Pharmaceutical giant AstraZeneca has come under fire for treating EU citizens unfairly from EPP MEP Peter Liese, who criticised the company for not being forthcoming with information.
Speaking during a press conference on Friday (5 February), the centre-right MEP, who is also the group’s coordinator in the European Parliament’s Environment and Public Health Committee, highlighted that the company’s handling of the situation over the past few weeks has left a lot to be desired.
“This company is not treating EU citizens fairly,” he stressed, adding it is “treating 440 million citizens as second class”.
“That everybody suffers when there are problems in one production site – is that fair? Is it ethical? Is it acceptable that the BioNTech–Pfizer vaccine goes to the UK already for two months now and, when there is a problem, it is only the 440 million citizens in the EU who suffer?” he questioned.
While the MEP, who is also a trained doctor, did not say whether he thought there had been any wrongdoing on the Commission’s part, he said that the Commission has been “much better” at clarifying the situation.
Pointing out that he asked the company several times about the production problem, Liese said that AstraZeneca gave him multiple different explanations and did not properly inform him, which he said was unacceptable.
“I will never say that everything is perfect, but I think the criticism of the Commission is disproportionate and leaves out a lot of facts,” he added.
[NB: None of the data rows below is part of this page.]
use crate::core::read_run::{ConfiguredReads, ReadRun, SequencingReads};
use crate::core::types::{LibraryLayout, SequencingDataType};

/// Outcome of selecting runs by accession
#[derive(Debug, Default)]
pub struct Selection<'a> {
    /// Selected runs, in the order they were requested
    pub selected: Vec<&'a ReadRun>,

    /// Requested accessions that could not be selected, with the reason
    pub rejected: Vec<(String, String)>,
}

/// Select valid runs by run accession.
///
/// Invalid runs are never selectable; their validation error is reported
/// as the rejection reason. Duplicated accessions are selected once.
#[must_use]
pub fn select_runs<'a>(runs: &'a [ReadRun], accessions: &[String]) -> Selection<'a> {
    let mut selection = Selection::default();

    for accession in accessions {
        if selection
            .selected
            .iter()
            .any(|run| &run.run_accession == accession)
        {
            continue;
        }

        match runs.iter().find(|run| &run.run_accession == accession) {
            Some(run) if run.is_valid() => selection.selected.push(run),
            Some(run) => selection.rejected.push((
                accession.clone(),
                run.validation.error.clone().unwrap_or_default(),
            )),
            None => selection
                .rejected
                .push((accession.clone(), "Run not found in results.".to_string())),
        }
    }

    selection
}

/// Split selected runs by layout into the configured read collections.
///
/// A layout with no selected runs is `None`. Runs with an unrecognized
/// layout are skipped; they cannot have passed validation.
#[must_use]
pub fn configured_reads(selected: &[&ReadRun]) -> ConfiguredReads {
    let mut paired = Vec::new();
    let mut single = Vec::new();

    for run in selected {
        match run.layout() {
            Some(LibraryLayout::Paired) => paired.push(SequencingReads::from(&run.run)),
            Some(LibraryLayout::Single) => single.push(SequencingReads::from(&run.run)),
            None => {}
        }
    }

    ConfiguredReads {
        read_runs_paired: (!paired.is_empty()).then_some(paired),
        read_runs_single: (!single.is_empty()).then_some(single),
    }
}

/// Configuration meaning "the user will upload their own reads" for `step`
#[must_use]
pub fn upload_own_data(step: SequencingDataType) -> ConfiguredReads {
    match step {
        SequencingDataType::ReadRunsPaired => ConfiguredReads {
            read_runs_paired: Some(Vec::new()),
            read_runs_single: None,
        },
        SequencingDataType::ReadRunsSingle => ConfiguredReads {
            read_runs_paired: None,
            read_runs_single: Some(Vec::new()),
        },
        SequencingDataType::ReadRunsAny => ConfiguredReads {
            read_runs_paired: Some(Vec::new()),
            read_runs_single: Some(Vec::new()),
        },
    }
}

/// Run accessions already present in a configuration, paired first
#[must_use]
pub fn selected_accessions(configured: &ConfiguredReads) -> Vec<&str> {
    configured
        .read_runs_paired
        .iter()
        .chain(configured.read_runs_single.iter())
        .flatten()
        .map(|reads| reads.run_accession.as_str())
        .collect()
}

#[cfg(test)]
mod tests {
    use super::*;
    use crate::core::read_run::BaseReadRun;
    use crate::reads::validation::normalize;

    fn runs() -> Vec<ReadRun> {
        normalize(vec![
            BaseReadRun {
                run_accession: "SRR1".to_string(),
                library_layout: "PAIRED".to_string(),
                fastq_ftp: "a_1.fq.gz;a_2.fq.gz".to_string(),
                fastq_md5: "m1;m2".to_string(),
                ..Default::default()
            },
            BaseReadRun {
                run_accession: "SRR2".to_string(),
                library_layout: "SINGLE".to_string(),
                fastq_ftp: "b.fq.gz".to_string(),
                fastq_md5: "m3".to_string(),
                ..Default::default()
            },
            BaseReadRun {
                run_accession: "SRR3".to_string(),
                library_layout: "PAIRED".to_string(),
                fastq_ftp: "c.fq.gz".to_string(),
                ..Default::default()
            },
        ])
    }

    fn accessions(ids: &[&str]) -> Vec<String> {
        ids.iter().map(|s| (*s).to_string()).collect()
    }

    #[test]
    fn test_select_runs() {
        let runs = runs();
        let selection = select_runs(&runs, &accessions(&["SRR2", "SRR3", "SRR9", "SRR2"]));

        assert_eq!(selection.selected.len(), 1);
        assert_eq!(selection.selected[0].run_accession, "SRR2");
        assert_eq!(selection.rejected.len(), 2);
        assert_eq!(
            selection.rejected[0].1,
            "\"PAIRED\" run must have exactly 2 FASTQ files, found 1."
        );
        assert_eq!(selection.rejected[1].0, "SRR9");
    }

    #[test]
    fn test_configured_reads_split_by_layout() {
        let runs = runs();
        let selection = select_runs(&runs, &accessions(&["SRR1", "SRR2"]));
        let configured = configured_reads(&selection.selected);

        let paired = configured.read_runs_paired.as_ref().unwrap();
        assert_eq!(paired.len(), 1);
        assert_eq!(paired[0].run_accession, "SRR1");
        assert_eq!(paired[0].urls, "a_1.fq.gz;a_2.fq.gz");
        assert_eq!(paired[0].md5_hashes, "m1;m2");

        let single = configured.read_runs_single.as_ref().unwrap();
        assert_eq!(single[0].run_accession, "SRR2");

        assert_eq!(selected_accessions(&configured), vec!["SRR1", "SRR2"]);
    }

    #[test]
    fn test_empty_layout_is_none() {
        let runs = runs();
        let selection = select_runs(&runs, &accessions(&["SRR1"]));
        let configured = configured_reads(&selection.selected);
        assert!(configured.read_runs_single.is_none());

        assert_eq!(configured_reads(&[]), ConfiguredReads::default());
    }

    #[test]
    fn test_upload_own_data() {
        let configured = upload_own_data(SequencingDataType::ReadRunsSingle);
        assert_eq!(configured.read_runs_single, Some(Vec::new()));
        assert!(configured.read_runs_paired.is_none());

        let configured = upload_own_data(SequencingDataType::ReadRunsAny);
        assert_eq!(configured.read_runs_paired, Some(Vec::new()));
        assert_eq!(configured.selected_count(), 0);
    }
}
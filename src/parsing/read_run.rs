use std::path::Path;

use serde::Deserialize;
use serde_json::Value;

use crate::core::read_run::BaseReadRun;
use crate::parsing::ParseError;
use crate::utils::validation::{check_limit, MAX_READ_RUNS};

/// Parse a JSON file holding an array of read-run rows
///
/// # Errors
///
/// Returns `ParseError::Io` if the file cannot be read, or any error from
/// [`parse_read_runs`].
pub fn parse_read_runs_file(path: &Path) -> Result<Vec<BaseReadRun>, ParseError> {
    let content = std::fs::read_to_string(path)?;
    parse_read_runs(&content)
}

/// Parse the archive's JSON response text into read-run rows
///
/// # Errors
///
/// Returns `ParseError::Json` for malformed JSON, `ParseError::InvalidFormat`
/// if the top-level value is not an array, or `ParseError::TooManyRuns` if
/// the response exceeds the row limit.
pub fn parse_read_runs(text: &str) -> Result<Vec<BaseReadRun>, ParseError> {
    let value: Value = serde_json::from_str(text)?;
    read_runs_from_value(&value)
}

/// Decode rows from an already-parsed JSON value.
///
/// Rows that are not objects are skipped; fields inside a row are decoded
/// leniently (see [`BaseReadRun`]).
///
/// # Errors
///
/// Returns `ParseError::InvalidFormat` if `value` is not an array, or
/// `ParseError::TooManyRuns` if it holds too many rows.
pub fn read_runs_from_value(value: &Value) -> Result<Vec<BaseReadRun>, ParseError> {
    let Some(rows) = value.as_array() else {
        return Err(ParseError::InvalidFormat(
            "expected a JSON array of read runs".to_string(),
        ));
    };

    let mut runs = Vec::with_capacity(rows.len().min(MAX_READ_RUNS));
    for (i, row) in rows.iter().enumerate() {
        if !row.is_object() {
            tracing::debug!(row = i, "Skipping read-run row that is not an object");
            continue;
        }

        if check_limit(runs.len(), MAX_READ_RUNS, "read runs").is_some() {
            return Err(ParseError::TooManyRuns(runs.len()));
        }

        runs.push(BaseReadRun::deserialize(row)?);
    }

    Ok(runs)
}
His comments follow a tumultuous few weeks which saw a clash between the European Commission and the pharmaceutical company after it said that it would fall short of delivering promised vaccines to the EU by March because of production problems in Belgium.
After pressure mounted on the company, it has since committed to increasing its coronavirus vaccine deliveries to the EU by 30%.
Defending the European Commission’s decision to put in place a transparency and authorisation mechanism for exports of COVID-19 vaccines, Liese said that events of the past few weeks justified the use of such a mechanism.
“We don’t want to make anyone’s life difficult, but we want the vaccines for Europeans,” he said, adding that the EU was the most cooperative in this field.
“It cannot be that those who are open and cooperating get problems, while the others get to vaccinate their people,” he said.
The MEP adding a warning that the company must now “continue to work hard so that its reputation in the EU and worldwide does not suffer more”.
“Pressure must continue to be put on AstraZeneca,” he said, adding that whether the production problem was accidental or due to an oversight remains an “open question”.